Task details: Transcribe, word for word, every record in the data below.

Stored data entries:
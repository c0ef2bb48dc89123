//! Main server implementation for the Coffee Shop drinks API

use crate::{
    api::{
        self,
        auth::{KeySource, RemoteKeySource, TokenExpectations},
    },
    config::Config,
    error::{ApiError, Result},
    storage::{DrinkRepository, SqliteDrinkRepository},
};
use axum::Router;
use std::sync::Arc;
use tokio::signal;
use tracing::{error, info, warn};

/// Main server structure
pub struct Server {
    config: Arc<Config>,
    app: Router,
}

/// Shared application state
#[derive(Clone)]
pub struct AppState {
    /// Application configuration
    pub config: Arc<Config>,

    /// Drink storage
    pub drinks: Arc<dyn DrinkRepository>,

    /// Token signing keys of the Auth0 tenant
    pub keys: Arc<dyn KeySource>,
}

impl AppState {
    pub fn new(
        config: Arc<Config>,
        drinks: Arc<dyn DrinkRepository>,
        keys: Arc<dyn KeySource>,
    ) -> Self {
        Self {
            config,
            drinks,
            keys,
        }
    }

    /// Audience, issuer and clock skew access tokens are checked against
    pub fn token_expectations(&self) -> TokenExpectations {
        TokenExpectations {
            audience: self.config.auth.audience.clone(),
            issuer: self.config.auth.issuer(),
            clock_skew: self.config.auth.allowed_clock_skew(),
        }
    }
}

impl Server {
    /// Create a new server instance
    pub async fn new(config: Config) -> Result<Self> {
        info!("Initializing Coffee Shop API server");

        let config = Arc::new(config);

        let repository = SqliteDrinkRepository::connect(&config.database).await?;
        if config.database.reset_on_startup {
            warn!("Resetting drink table, all drinks will be dropped");
            repository.reset().await?;
        }

        let keys = RemoteKeySource::new(config.auth.jwks_url(), config.auth.jwks_cache_ttl())
            .map_err(|e| ApiError::Internal {
                message: e.to_string(),
            })?;
        info!(
            "Accepting tokens for audience {} from {}, signing keys at {}",
            config.auth.audience,
            config.auth.issuer(),
            keys.url()
        );

        let state = AppState::new(config.clone(), Arc::new(repository), Arc::new(keys));
        let app = build_router(state);

        Ok(Self { config, app })
    }

    /// Run the server until shutdown signal
    pub async fn run(self) -> Result<()> {
        let addr = self.config.server.bind_address;

        info!("Starting HTTP server on {}", addr);

        let listener = tokio::net::TcpListener::bind(addr)
            .await
            .map_err(|e| ApiError::Internal {
                message: format!("Failed to bind to address {addr}: {e}"),
            })?;

        info!("Coffee Shop API listening on {}", addr);

        axum::serve(listener, self.app)
            .with_graceful_shutdown(shutdown_signal())
            .await
            .map_err(|e| ApiError::Internal {
                message: format!("Server error: {e}"),
            })?;

        Ok(())
    }
}

/// Build the application router with all routes and middleware
pub fn build_router(state: AppState) -> Router {
    let router = api::routes();
    api::middleware::apply_middleware(router, &state.config.server).with_state(state)
}

/// Shutdown signal handler
async fn shutdown_signal() {
    let ctrl_c = async {
        if let Err(e) = signal::ctrl_c().await {
            error!("Failed to install Ctrl+C handler: {}", e);
            std::future::pending::<()>().await;
        }
    };

    #[cfg(unix)]
    let terminate = async {
        match signal::unix::signal(signal::unix::SignalKind::terminate()) {
            Ok(mut stream) => {
                stream.recv().await;
            }
            Err(e) => {
                error!("Failed to install signal handler: {}", e);
                std::future::pending::<()>().await;
            }
        }
    };

    #[cfg(not(unix))]
    let terminate = std::future::pending::<()>();

    tokio::select! {
        _ = ctrl_c => {
            warn!("Received Ctrl+C, shutting down");
        },
        _ = terminate => {
            warn!("Received terminate signal, shutting down");
        },
    }
}
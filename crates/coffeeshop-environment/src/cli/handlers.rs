use crate::cli::OutputFormat;
use crate::environment::Environment;
use crate::error::Result;
use std::path::PathBuf;
use tracing::debug;

/// An explicit file must exist; the default one is optional
pub fn load(config: Option<PathBuf>) -> Result<Environment> {
    match config {
        Some(path) => {
            debug!("Loading environment from {}", path.display());
            Environment::load_from_file(&path)
        }
        None => Environment::load(None),
    }
}

pub fn handle_check(env: &Environment) -> String {
    format!(
        "ok: production={} apiServerUrl={} auth0.domain={} callbackURL={}",
        env.production(),
        env.api_server_url(),
        env.auth0().domain(),
        env.auth0().callback_url()
    )
}

pub fn handle_render(env: &Environment, format: OutputFormat) -> Result<String> {
    match format {
        OutputFormat::Json => env.to_json(),
        OutputFormat::Toml => env.to_toml(),
        OutputFormat::Properties => Ok(env.render_properties()),
        OutputFormat::Typescript => env.render_typescript(),
    }
}

pub fn handle_get(env: &Environment, key: &str) -> Result<String> {
    env.get(key)
}

pub fn handle_login_link(env: &Environment, callback_path: &str) -> Result<String> {
    Ok(env.auth0().login_link(callback_path)?.to_string())
}

pub fn handle_logout_link(env: &Environment) -> Result<String> {
    Ok(env.auth0().logout_link()?.to_string())
}
//! Authentication configuration

use coffeeshop_environment::{auth0, Environment};
use serde::{Deserialize, Serialize};
use std::time::Duration;

/// Auth0 tenant and API the drinks service accepts tokens for
#[derive(Debug, Clone, Serialize, Deserialize)]
pub struct AuthConfig {
    /// Auth0 tenant prefix (`chad-fsnd`) or full tenant domain
    pub tenant: String,

    /// API identifier tokens must be issued for
    pub audience: String,

    /// JWKS cache TTL in seconds
    pub jwks_cache_ttl: u64,

    /// Allowed clock skew for `exp`/`nbf` in seconds
    pub allowed_clock_skew: u64,

    /// Overrides the JWKS endpoint derived from the tenant
    #[serde(default, skip_serializing_if = "Option::is_none")]
    pub jwks_url: Option<String>,
}

impl Default for AuthConfig {
    fn default() -> Self {
        Self {
            tenant: "chad-fsnd".to_string(),
            audience: "drinks".to_string(),
            jwks_cache_ttl: 3600,
            allowed_clock_skew: 60,
            jwks_url: None,
        }
    }
}

impl AuthConfig {
    /// Use the tenant and audience the web client is configured with
    pub fn from_environment(env: &Environment) -> Self {
        Self {
            tenant: env.auth0().url().to_string(),
            audience: env.auth0().audience().to_string(),
            ..Self::default()
        }
    }

    pub fn domain(&self) -> String {
        auth0::tenant_domain(&self.tenant)
    }

    pub fn issuer(&self) -> String {
        auth0::issuer_for(&self.domain())
    }

    pub fn jwks_url(&self) -> String {
        self.jwks_url
            .clone()
            .unwrap_or_else(|| auth0::jwks_url_for(&self.domain()))
    }

    pub fn jwks_cache_ttl(&self) -> Duration {
        Duration::from_secs(self.jwks_cache_ttl)
    }

    pub fn allowed_clock_skew(&self) -> Duration {
        Duration::from_secs(self.allowed_clock_skew)
    }
}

Exercise result:
repository c0ef2bb48dc89123
//! Main server implementation for the Coffee Shop drinks API

use crate::{
    api::{
        self,
        auth::{KeySource, RemoteKeySource, TokenExpectations},
    },
    config::Config,
    error::{ApiError, Result},
    storage::{DrinkRepository, SqliteDrinkRepository},
};
use axum::Router;
use std::sync::Arc;
use tokio::signal;
use tracing::{error, info, warn};

/// Main server structure
pub struct Server {
    config: Arc<Config>,
    app: Router,
}

/// Shared application state
#[derive(Clone)]
pub struct AppState {
    /// Application configuration
    pub config: Arc<Config>,

    /// Drink storage
    pub drinks: Arc<dyn DrinkRepository>,

    /// Token signing keys of the Auth0 tenant
    pub keys: Arc<dyn KeySource>,
}

impl AppState {
    pub fn new(
        config: Arc<Config>,
        drinks: Arc<dyn DrinkRepository>,
        keys: Arc<dyn KeySource>,
    ) -> Self {
        Self {
            config,
            drinks,
            keys,
        }
    }

    /// Audience, issuer and clock skew access tokens are checked against
    pub fn token_expectations(&self) -> TokenExpectations {
        TokenExpectations {
            audience: self.config.auth.audience.clone(),
            issuer: self.config.auth.issuer(),
            clock_skew: self.config.auth.allowed_clock_skew(),
        }
    }
}

impl Server {
    /// Create a new server instance
    pub async fn new(config: Config) -> Result<Self> {
        info!("Initializing Coffee Shop API server");

        let config = Arc::new(config);

        let repository = SqliteDrinkRepository::connect(&config.database).await?;
        if config.database.reset_on_startup {
            warn!("Resetting drink table, all drinks will be dropped");
            repository.reset().await?;
        }

        let keys = RemoteKeySource::new(config.auth.jwks_url(), config.auth.jwks_cache_ttl())
            .map_err(|e| ApiError::Internal {
                message: e.to_string(),
            })?;
        info!(
            "Accepting tokens for audience {} from {}, signing keys at {}",
            config.auth.audience,
            config.auth.issuer(),
            keys.url()
        );

        let state = AppState::new(config.clone(), Arc::new(repository), Arc::new(keys));
        let app = build_router(state);

        Ok(Self { config, app })
    }

    /// Run the server until shutdown signal
    pub async fn run(self) -> Result<()> {
        let addr = self.config.server.bind_address;

        info!("Starting HTTP server on {}", addr);

        let listener = tokio::net::TcpListener::bind(addr)
            .await
            .map_err(|e| ApiError::Internal {
                message: format!("Failed to bind to address {addr}: {e}"),
            })?;

        info!("Coffee Shop API listening on {}", addr);

        axum::serve(listener, self.app)
            .with_graceful_shutdown(shutdown_signal())
            .await
            .map_err(|e| ApiError::Internal {
                message: format!("Server error: {e}"),
            })?;

        Ok(())
    }
}

/// Build the application router with all routes and middleware
pub fn build_router(state: AppState) -> Router {
    let router = api::routes();
    api::middleware::apply_middleware(router, &state.config.server).with_state(state)
}

/// Shutdown signal handler
async fn shutdown_signal() {
    let ctrl_c = async {
        if let Err(e) = signal::ctrl_c().await {
            error!("Failed to install Ctrl+C handler: {}", e);
            std::future::pending::<()>().await;
        }
    };

    #[cfg(unix)]
    let terminate = async {
        match signal::unix::signal(signal::unix::SignalKind::terminate()) {
            Ok(mut stream) => {
                stream.recv().await;
            }
            Err(e) => {
                error!("Failed to install signal handler: {}", e);
                std::future::pending::<()>().await;
            }
        }
    };

    #[cfg(not(unix))]
    let terminate = std::future::pending::<()>();

    tokio::select! {
        _ = ctrl_c => {
            warn!("Received Ctrl+C, shutting down");
        },
        _ = terminate => {
            warn!("Received terminate signal, shutting down");
        },
    }
}
filename crates/coffeeshop-environment/src/cli/handlers.rs
use crate::cli::OutputFormat;
use crate::environment::Environment;
use crate::error::Result;
use std::path::PathBuf;
use tracing::debug;

/// An explicit file must exist; the default one is optional
pub fn load(config: Option<PathBuf>) -> Result<Environment> {
    match config {
        Some(path) => {
            debug!("Loading environment from {}", path.display());
            Environment::load_from_file(&path)
        }
        None => Environment::load(None),
    }
}

pub fn handle_check(env: &Environment) -> String {
    format!(
        "ok: production={} apiServerUrl={} auth0.domain={} callbackURL={}",
        env.production(),
        env.api_server_url(),
        env.auth0().domain(),
        env.auth0().callback_url()
    )
}

pub fn handle_render(env: &Environment, format: OutputFormat) -> Result<String> {
    match format {
        OutputFormat::Json => env.to_json(),
        OutputFormat::Toml => env.to_toml(),
        OutputFormat::Properties => Ok(env.render_properties()),
        OutputFormat::Typescript => env.render_typescript(),
    }
}

pub fn handle_get(env: &Environment, key: &str) -> Result<String> {
    env.get(key)
}

pub fn handle_login_link(env: &Environment, callback_path: &str) -> Result<String> {
    Ok(env.auth0().login_link(callback_path)?.to_string())
}

pub fn handle_logout_link(env: &Environment) -> Result<String> {
    Ok(env.auth0().logout_link()?.to_string())
}
//! Authentication configuration

use coffeeshop_environment::{auth0, Environment};
use serde::{Deserialize, Serialize};
use std::time::Duration;

/// Auth0 tenant and API the drinks service accepts tokens for
#[derive(Debug, Clone, Serialize, Deserialize)]
pub struct AuthConfig {
    /// Auth0 tenant prefix (`chad-fsnd`) or full tenant domain
    pub tenant: String,

    /// API identifier tokens must be issued for
    pub audience: String,

    /// JWKS cache TTL in seconds
    pub jwks_cache_ttl: u64,

    /// Allowed clock skew for `exp`/`nbf` in seconds
    pub allowed_clock_skew: u64,

    /// Overrides the JWKS endpoint derived from the tenant
    #[serde(default, skip_serializing_if = "Option::is_none")]
    pub jwks_url: Option<String>,
}

impl Default for AuthConfig {
    fn default() -> Self {
        Self {
            tenant: "chad-fsnd".to_string(),
            audience: "drinks".to_string(),
            jwks_cache_ttl: 3600,
            allowed_clock_skew: 60,
            jwks_url: None,
        }
    }
}

impl AuthConfig {
    /// Use the tenant and audience the web client is configured with
    pub fn from_environment(env: &Environment) -> Self {
        Self {
            tenant: env.auth0().url().to_string(),
            audience: env.auth0().audience().to_string(),
            ..Self::default()
        }
    }

    pub fn domain(&self) -> String {
        auth0::tenant_domain(&self.tenant)
    }

    pub fn issuer(&self) -> String {
        auth0::issuer_for(&self.domain())
    }

    pub fn jwks_url(&self) -> String {
        self.jwks_url
            .clone()
            .unwrap_or_else(|| auth0::jwks_url_for(&self.domain()))
    }

    pub fn jwks_cache_ttl(&self) -> Duration {
        Duration::from_secs(self.jwks_cache_ttl)
    }

    pub fn allowed_clock_skew(&self) -> Duration {
        Duration::from_secs(self.allowed_clock_skew)
    }
}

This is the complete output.